▸ **Assignment**
Repeat nothing but the lines below running from the one containing "impl FromStr for" to the one containing "pub enum ToolOutput". Keep both end lines.

Items from a data source:
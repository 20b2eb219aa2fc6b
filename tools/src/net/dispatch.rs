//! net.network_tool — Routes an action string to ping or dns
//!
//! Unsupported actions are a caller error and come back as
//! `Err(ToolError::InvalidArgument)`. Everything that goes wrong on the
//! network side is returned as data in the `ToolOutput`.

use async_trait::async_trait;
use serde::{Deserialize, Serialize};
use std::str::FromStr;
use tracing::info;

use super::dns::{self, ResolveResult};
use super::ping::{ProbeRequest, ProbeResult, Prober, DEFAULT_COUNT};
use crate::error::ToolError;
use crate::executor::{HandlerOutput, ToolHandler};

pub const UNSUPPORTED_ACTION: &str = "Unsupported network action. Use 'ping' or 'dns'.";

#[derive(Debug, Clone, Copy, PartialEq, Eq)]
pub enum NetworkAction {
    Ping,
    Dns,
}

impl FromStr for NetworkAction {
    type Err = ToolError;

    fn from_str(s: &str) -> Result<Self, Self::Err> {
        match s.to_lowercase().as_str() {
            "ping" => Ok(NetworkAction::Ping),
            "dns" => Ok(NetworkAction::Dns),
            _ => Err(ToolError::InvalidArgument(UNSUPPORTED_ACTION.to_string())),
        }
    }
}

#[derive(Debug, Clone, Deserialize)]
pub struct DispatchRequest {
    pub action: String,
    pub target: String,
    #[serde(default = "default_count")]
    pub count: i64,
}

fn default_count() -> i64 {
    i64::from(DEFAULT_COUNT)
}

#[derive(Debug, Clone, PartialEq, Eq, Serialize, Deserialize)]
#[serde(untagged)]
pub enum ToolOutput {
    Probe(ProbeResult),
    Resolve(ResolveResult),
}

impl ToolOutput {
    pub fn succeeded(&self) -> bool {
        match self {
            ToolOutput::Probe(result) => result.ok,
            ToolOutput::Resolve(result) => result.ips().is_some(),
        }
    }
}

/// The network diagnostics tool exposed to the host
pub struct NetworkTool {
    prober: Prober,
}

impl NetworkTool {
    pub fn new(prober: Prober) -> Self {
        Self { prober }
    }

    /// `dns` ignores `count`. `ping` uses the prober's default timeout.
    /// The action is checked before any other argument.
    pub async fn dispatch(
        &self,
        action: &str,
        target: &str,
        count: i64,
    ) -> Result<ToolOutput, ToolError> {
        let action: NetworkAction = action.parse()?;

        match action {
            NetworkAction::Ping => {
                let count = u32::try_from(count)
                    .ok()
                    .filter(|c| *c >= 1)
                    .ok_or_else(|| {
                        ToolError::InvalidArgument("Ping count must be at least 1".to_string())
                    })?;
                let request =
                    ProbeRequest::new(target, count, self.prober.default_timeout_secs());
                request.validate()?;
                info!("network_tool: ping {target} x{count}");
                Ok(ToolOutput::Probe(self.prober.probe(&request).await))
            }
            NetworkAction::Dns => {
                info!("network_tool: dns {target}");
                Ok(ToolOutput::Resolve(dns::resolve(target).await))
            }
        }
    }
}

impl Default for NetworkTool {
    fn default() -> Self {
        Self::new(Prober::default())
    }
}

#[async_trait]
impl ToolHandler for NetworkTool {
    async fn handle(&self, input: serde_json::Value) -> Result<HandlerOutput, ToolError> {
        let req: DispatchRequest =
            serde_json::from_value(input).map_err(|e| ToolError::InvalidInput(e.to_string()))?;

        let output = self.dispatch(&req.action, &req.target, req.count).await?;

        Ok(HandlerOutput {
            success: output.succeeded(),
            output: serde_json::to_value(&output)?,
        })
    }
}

▸ **Answer area**
impl FromStr for NetworkAction {
    type Err = ToolError;

    fn from_str(s: &str) -> Result<Self, Self::Err> {
        match s.to_lowercase().as_str() {
            "ping" => Ok(NetworkAction::Ping),
            "dns" => Ok(NetworkAction::Dns),
            _ => Err(ToolError::InvalidArgument(UNSUPPORTED_ACTION.to_string())),
        }
    }
}

#[derive(Debug, Clone, Deserialize)]
pub struct DispatchRequest {
    pub action: String,
    pub target: String,
    #[serde(default = "default_count")]
    pub count: i64,
}

fn default_count() -> i64 {
    i64::from(DEFAULT_COUNT)
}

#[derive(Debug, Clone, PartialEq, Eq, Serialize, Deserialize)]
#[serde(untagged)]
pub enum ToolOutput {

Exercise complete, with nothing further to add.